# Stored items
- - - - - - -

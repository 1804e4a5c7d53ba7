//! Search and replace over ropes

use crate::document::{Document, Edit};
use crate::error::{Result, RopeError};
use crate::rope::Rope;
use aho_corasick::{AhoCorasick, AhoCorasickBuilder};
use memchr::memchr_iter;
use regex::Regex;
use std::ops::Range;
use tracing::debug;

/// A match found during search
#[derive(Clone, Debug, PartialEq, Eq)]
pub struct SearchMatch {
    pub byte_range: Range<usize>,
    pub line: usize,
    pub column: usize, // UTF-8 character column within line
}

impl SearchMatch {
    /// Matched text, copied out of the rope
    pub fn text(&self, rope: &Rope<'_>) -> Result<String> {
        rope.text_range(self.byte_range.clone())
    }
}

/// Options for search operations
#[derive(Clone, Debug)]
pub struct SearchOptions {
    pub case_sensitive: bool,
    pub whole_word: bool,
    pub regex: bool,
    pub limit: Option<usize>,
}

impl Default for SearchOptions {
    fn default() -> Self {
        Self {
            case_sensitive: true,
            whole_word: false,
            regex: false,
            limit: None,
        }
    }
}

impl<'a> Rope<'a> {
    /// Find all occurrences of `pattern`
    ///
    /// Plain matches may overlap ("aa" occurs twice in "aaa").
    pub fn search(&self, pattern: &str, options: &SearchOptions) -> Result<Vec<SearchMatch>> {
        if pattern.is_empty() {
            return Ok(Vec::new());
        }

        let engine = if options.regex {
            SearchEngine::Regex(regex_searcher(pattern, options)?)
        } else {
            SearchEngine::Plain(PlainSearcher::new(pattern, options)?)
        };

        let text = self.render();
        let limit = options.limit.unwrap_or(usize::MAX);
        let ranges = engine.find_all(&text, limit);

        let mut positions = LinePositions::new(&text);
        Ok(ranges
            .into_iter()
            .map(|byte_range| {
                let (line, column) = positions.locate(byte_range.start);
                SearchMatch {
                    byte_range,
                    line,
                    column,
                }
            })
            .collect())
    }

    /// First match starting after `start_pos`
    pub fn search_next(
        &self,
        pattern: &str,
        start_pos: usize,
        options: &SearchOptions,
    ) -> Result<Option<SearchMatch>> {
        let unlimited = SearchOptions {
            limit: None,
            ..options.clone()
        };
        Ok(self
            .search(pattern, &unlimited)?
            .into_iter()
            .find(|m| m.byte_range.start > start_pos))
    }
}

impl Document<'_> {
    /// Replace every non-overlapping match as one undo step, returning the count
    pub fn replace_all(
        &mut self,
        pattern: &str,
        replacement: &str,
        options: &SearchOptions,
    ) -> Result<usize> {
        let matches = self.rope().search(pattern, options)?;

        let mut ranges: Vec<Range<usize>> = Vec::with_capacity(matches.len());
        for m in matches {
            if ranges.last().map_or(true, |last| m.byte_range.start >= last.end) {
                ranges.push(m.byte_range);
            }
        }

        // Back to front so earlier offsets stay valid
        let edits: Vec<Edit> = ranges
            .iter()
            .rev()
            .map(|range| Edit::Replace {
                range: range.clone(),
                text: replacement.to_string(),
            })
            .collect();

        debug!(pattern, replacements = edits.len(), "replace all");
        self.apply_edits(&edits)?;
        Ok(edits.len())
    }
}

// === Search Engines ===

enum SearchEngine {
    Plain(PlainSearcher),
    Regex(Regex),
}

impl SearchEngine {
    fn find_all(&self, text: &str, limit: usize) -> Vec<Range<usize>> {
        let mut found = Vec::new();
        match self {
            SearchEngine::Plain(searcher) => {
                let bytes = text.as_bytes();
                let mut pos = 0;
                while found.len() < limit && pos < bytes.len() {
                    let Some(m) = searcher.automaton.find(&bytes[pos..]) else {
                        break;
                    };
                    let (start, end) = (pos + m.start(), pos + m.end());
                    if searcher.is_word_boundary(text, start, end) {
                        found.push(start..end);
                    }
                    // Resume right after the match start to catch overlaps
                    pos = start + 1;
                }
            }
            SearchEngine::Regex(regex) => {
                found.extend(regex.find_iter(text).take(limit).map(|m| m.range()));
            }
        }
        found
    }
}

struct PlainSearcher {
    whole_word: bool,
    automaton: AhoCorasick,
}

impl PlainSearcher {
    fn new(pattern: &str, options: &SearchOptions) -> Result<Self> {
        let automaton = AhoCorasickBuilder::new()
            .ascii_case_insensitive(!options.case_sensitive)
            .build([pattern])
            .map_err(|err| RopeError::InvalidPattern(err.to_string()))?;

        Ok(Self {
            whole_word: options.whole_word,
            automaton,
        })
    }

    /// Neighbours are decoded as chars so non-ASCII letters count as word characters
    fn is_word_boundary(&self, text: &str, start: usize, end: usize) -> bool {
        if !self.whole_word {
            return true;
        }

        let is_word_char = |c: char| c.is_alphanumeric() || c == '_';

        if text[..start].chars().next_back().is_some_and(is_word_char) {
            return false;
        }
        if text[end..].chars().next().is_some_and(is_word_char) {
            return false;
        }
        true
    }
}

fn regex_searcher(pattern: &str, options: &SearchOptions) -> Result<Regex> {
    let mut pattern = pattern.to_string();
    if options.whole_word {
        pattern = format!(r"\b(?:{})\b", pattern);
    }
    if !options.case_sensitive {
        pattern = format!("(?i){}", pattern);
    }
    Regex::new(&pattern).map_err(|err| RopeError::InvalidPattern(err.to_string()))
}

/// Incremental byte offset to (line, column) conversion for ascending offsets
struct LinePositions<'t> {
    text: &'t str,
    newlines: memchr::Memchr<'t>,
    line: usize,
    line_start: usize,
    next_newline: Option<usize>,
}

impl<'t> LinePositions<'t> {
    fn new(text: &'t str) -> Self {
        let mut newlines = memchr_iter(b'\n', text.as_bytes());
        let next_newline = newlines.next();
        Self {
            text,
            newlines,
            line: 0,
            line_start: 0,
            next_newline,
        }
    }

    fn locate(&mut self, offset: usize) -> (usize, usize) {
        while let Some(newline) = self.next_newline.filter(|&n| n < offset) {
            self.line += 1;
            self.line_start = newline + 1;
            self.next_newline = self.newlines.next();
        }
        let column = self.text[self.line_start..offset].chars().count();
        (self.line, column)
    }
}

- - - - - - -

# Work required
What you return should be exactly the lines above, starting at the one with "fn find_all(&self, text: &str, limit: usize)" and ending at the one with "while found.len() <", and nothing else.

# Written reply
    fn find_all(&self, text: &str, limit: usize) -> Vec<Range<usize>> {
        let mut found = Vec::new();
        match self {
            SearchEngine::Plain(searcher) => {
                let bytes = text.as_bytes();
                let mut pos = 0;
                while found.len() < limit && pos < bytes.len() {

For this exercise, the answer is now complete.